Détails de la réservation

Détails de l'évènement

Nicholas H. BROWN

Dept. of Physiology, Development and Neuroscience, Cambridge University, United Kingdom

 

" BUILDING INTEGRIN ADHESIONS IN DEVELOPMENT AND EVOLUTION  "

 

Résumé

Molecular analysis of morphogenesis

Cellular adhesion and communication are vital during the development of multicellular organisms. These processes use proteins on the surface of cells (receptors) which stick cells together (adhesion) and/or transmit signals from outside the cell to the interior, so that the cell can respond to its environment. Our research is currently focused on how adhesion receptors are linked with the cytoskeleton to specify cell shape and movement within the developing animal. This linkage between the adhesion receptors and the major cytoskeletal filaments contains many components, giving it the ability to grow or shrink in response to numerous signals. For example, as the cytoskeleton becomes contractile and exerts stronger force on the adhesion sites, additional linker proteins are recruited in to strengthen adhesion.

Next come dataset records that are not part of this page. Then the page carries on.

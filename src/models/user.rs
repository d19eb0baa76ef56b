//! User record as returned by the API.

use serde::{Deserialize, Serialize};
use serde_json::{Map, Value};

/// User record held in the session.
///
/// The API returns different subsets of the profile from different endpoints,
/// so the record is kept as an open JSON object and merged key by key.
#[derive(Debug, Clone, Default, PartialEq, Serialize, Deserialize)]
#[serde(transparent)]
pub struct UserRecord(Map<String, Value>);

impl UserRecord {
    /// Build a record from a JSON value; non-objects are rejected.
    pub fn from_value(value: Value) -> Option<Self> {
        match value {
            Value::Object(map) => Some(Self(map)),
            _ => None,
        }
    }

    /// User ID, accepting either `id` or `_id`, string or number.
    pub fn id(&self) -> Option<String> {
        ["id", "_id"].iter().find_map(|key| match self.0.get(*key) {
            Some(Value::String(s)) => Some(s.clone()),
            Some(Value::Number(n)) => Some(n.to_string()),
            _ => None,
        })
    }

    /// Email address, if present.
    pub fn email(&self) -> Option<&str> {
        self.get_str("email")
    }

    /// Username, if present.
    pub fn username(&self) -> Option<&str> {
        self.get_str("username")
    }

    /// Look up a string field.
    pub fn get_str(&self, key: &str) -> Option<&str> {
        self.0.get(key).and_then(Value::as_str)
    }

    /// Look up any field.
    pub fn get(&self, key: &str) -> Option<&Value> {
        self.0.get(key)
    }

    /// Overwrite fields present in `partial`, keeping everything else.
    pub fn merge(&mut self, partial: &UserRecord) {
        for (key, value) in &partial.0 {
            self.0.insert(key.clone(), value.clone());
        }
    }

    pub fn is_empty(&self) -> bool {
        self.0.is_empty()
    }

    pub fn into_value(self) -> Value {
        Value::Object(self.0)
    }
}

#[cfg(test)]
mod tests {
    use super::*;
    use serde_json::json;

    #[test]
    fn merge_keeps_missing_fields() {
        let mut user = UserRecord::from_value(json!({
            "id": "u1",
            "email": "a@example.com",
            "bio": "old",
            "followers": 10
        }))
        .unwrap();
        let partial = UserRecord::from_value(json!({ "bio": "new", "avatar": "x.png" })).unwrap();

        user.merge(&partial);

        assert_eq!(user.get_str("bio"), Some("new"));
        assert_eq!(user.get_str("avatar"), Some("x.png"));
        assert_eq!(user.email(), Some("a@example.com"));
        assert_eq!(user.get("followers"), Some(&json!(10)));
    }

    #[test]
    fn id_accepts_mongo_style_and_numbers() {
        let a = UserRecord::from_value(json!({ "_id": "abc" })).unwrap();
        let b = UserRecord::from_value(json!({ "id": 7 })).unwrap();
        assert_eq!(a.id().as_deref(), Some("abc"));
        assert_eq!(b.id().as_deref(), Some("7"));
        assert!(UserRecord::from_value(json!("nope")).is_none());
    }
}
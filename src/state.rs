// SPDX-License-Identifier: MIT
// Copyright 2026 Roland Dreier <roland@rolandd.dev>

//! Owned in-memory session, kept in step with the persisted store.
//!
//! Every writer serializes on `write_lock`, persists first, then swaps the
//! whole `Session` in one assignment so readers never see a partial value.
//! The epoch counter increments whenever a session ends or a new one starts;
//! work started under an older epoch (e.g. a slow refresh) must not write.

use crate::db::SessionStore;
use crate::error::SessionError;
use crate::models::{Session, UserRecord};
use crate::token;
use std::sync::atomic::{AtomicU64, Ordering};
use tokio::sync::{Mutex, RwLock};

pub struct SessionState {
    store: SessionStore,
    current: RwLock<Session>,
    write_lock: Mutex<()>,
    epoch: AtomicU64,
}

impl SessionState {
    pub fn new(store: SessionStore) -> Self {
        Self {
            store,
            current: RwLock::new(Session::default()),
            write_lock: Mutex::new(()),
            epoch: AtomicU64::new(0),
        }
    }

    pub fn store(&self) -> &SessionStore {
        &self.store
    }

    /// Copy of the current session.
    pub async fn snapshot(&self) -> Session {
        self.current.read().await.clone()
    }

    /// Current token, if the session is signed in.
    pub async fn token(&self) -> Option<String> {
        let current = self.current.read().await;
        current
            .token
            .as_ref()
            .filter(|_| current.is_authenticated)
            .cloned()
    }

    pub async fn is_authenticated(&self) -> bool {
        self.current.read().await.is_authenticated
    }

    pub fn epoch(&self) -> u64 {
        self.epoch.load(Ordering::Acquire)
    }

    /// Replace the in-memory session with whatever the store holds.
    pub async fn reload(&self) -> Session {
        let _guard = self.write_lock.lock().await;
        let session = self.store.load().await;
        *self.current.write().await = session.clone();
        session
    }

    /// Install a freshly authenticated session (login or register).
    ///
    /// Returns the epoch the new session lives under.
    pub async fn install(&self, mut session: Session) -> Result<u64, SessionError> {
        if let Some(raw) = session.token.take() {
            session.token = Some(token::sanitize(&raw).ok_or(SessionError::MalformedToken)?);
        }

        let _guard = self.write_lock.lock().await;
        self.store.save(&session).await?;
        let epoch = self.epoch.fetch_add(1, Ordering::AcqRel) + 1;
        *self.current.write().await = session;
        Ok(epoch)
    }

    /// Swap in a refreshed token.
    ///
    /// Returns `false` without writing if the session ended or was replaced
    /// since `expected_epoch`.
    pub async fn install_token(
        &self,
        new_token: &str,
        expected_epoch: u64,
    ) -> Result<bool, SessionError> {
        let new_token = token::sanitize(new_token).ok_or(SessionError::MalformedToken)?;

        let _guard = self.write_lock.lock().await;
        if self.epoch() != expected_epoch || !self.current.read().await.is_authenticated {
            return Ok(false);
        }

        // The store is authoritative for everything but the token.
        let persisted = self.store.load().await;
        let user = match persisted.user {
            Some(user) => Some(user),
            None => self.current.read().await.user.clone(),
        };
        let session = Session::authenticated(user, new_token);

        self.store.save(&session).await?;
        *self.current.write().await = session;
        Ok(true)
    }

    /// Merge a partial user record into the current session.
    ///
    /// Returns the merged record, or `None` if there is no signed-in session.
    pub async fn merge_user(
        &self,
        partial: &UserRecord,
    ) -> Result<Option<UserRecord>, SessionError> {
        let _guard = self.write_lock.lock().await;
        let current = self.current.read().await.clone();
        if !current.is_authenticated {
            return Ok(None);
        }

        let persisted = self.store.load().await;
        let mut user = persisted.user.or(current.user).unwrap_or_default();
        user.merge(partial);

        let session = Session {
            user: Some(user.clone()),
            ..current
        };
        self.store.save(&session).await?;
        *self.current.write().await = session;
        Ok(Some(user))
    }

    /// End the session. Returns whether a signed-in session was ended.
    ///
    /// Always resets memory, even if the store cannot be cleared.
    pub async fn clear(&self) -> bool {
        let _guard = self.write_lock.lock().await;
        self.reset().await
    }

    /// End the session only if it is still the one started under `epoch`.
    pub async fn clear_if_current(&self, epoch: u64) -> bool {
        let _guard = self.write_lock.lock().await;
        if self.epoch() != epoch {
            return false;
        }
        self.reset().await
    }

    // Caller holds `write_lock`.
    async fn reset(&self) -> bool {
        self.epoch.fetch_add(1, Ordering::AcqRel);

        if let Err(e) = self.store.clear().await {
            tracing::error!(error = %e, "Failed to clear persisted session");
        }

        let mut current = self.current.write().await;
        let was_authenticated = current.is_authenticated;
        *current = Session::default();
        was_authenticated
    }
}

We use the fruit fly Drosophila as our model organism to discover how the complex machinery linking cell adhesion to the cytoskeleton works, and contributes to morphogenesis. We are seeking to discover how adhesion receptors form contacts of differing strength and longevity, at one point mediating dynamic attachments as the cell moves, and at another point stable connections essential for the functional architecture of the body. At these stable sites of adhesion, such as the integrin-dependent attachments of the muscles, genetic changes to intracellular proteins that work with integrins results in partial or complete loss of integrin adhesion. By combining quantitative imaging with genetics we are discovering the rules that govern the assembly of the integrin adhesion complex. To combine biophysical approaches with genetics, we are developing a method of primary cell culture of embryonic muscles, where we can now generate bipolar muscles with integrin adhesions at each end. Of particular interest are the mechanosensitive properties of cell adhesion, where acto-myosin contraction with the cell exerts force on sites of adhesion, causing the recruitment of proteins like vinculin to strengthen adhesion. Cell-cell adhesion is regulated by dynamic microtubules, and we have discovered that a novel adhesion subcomplex controlled by microtubules is required to maintain the segmental boundaries that are crucial for the generation of the pattern within the embryonic epidermis.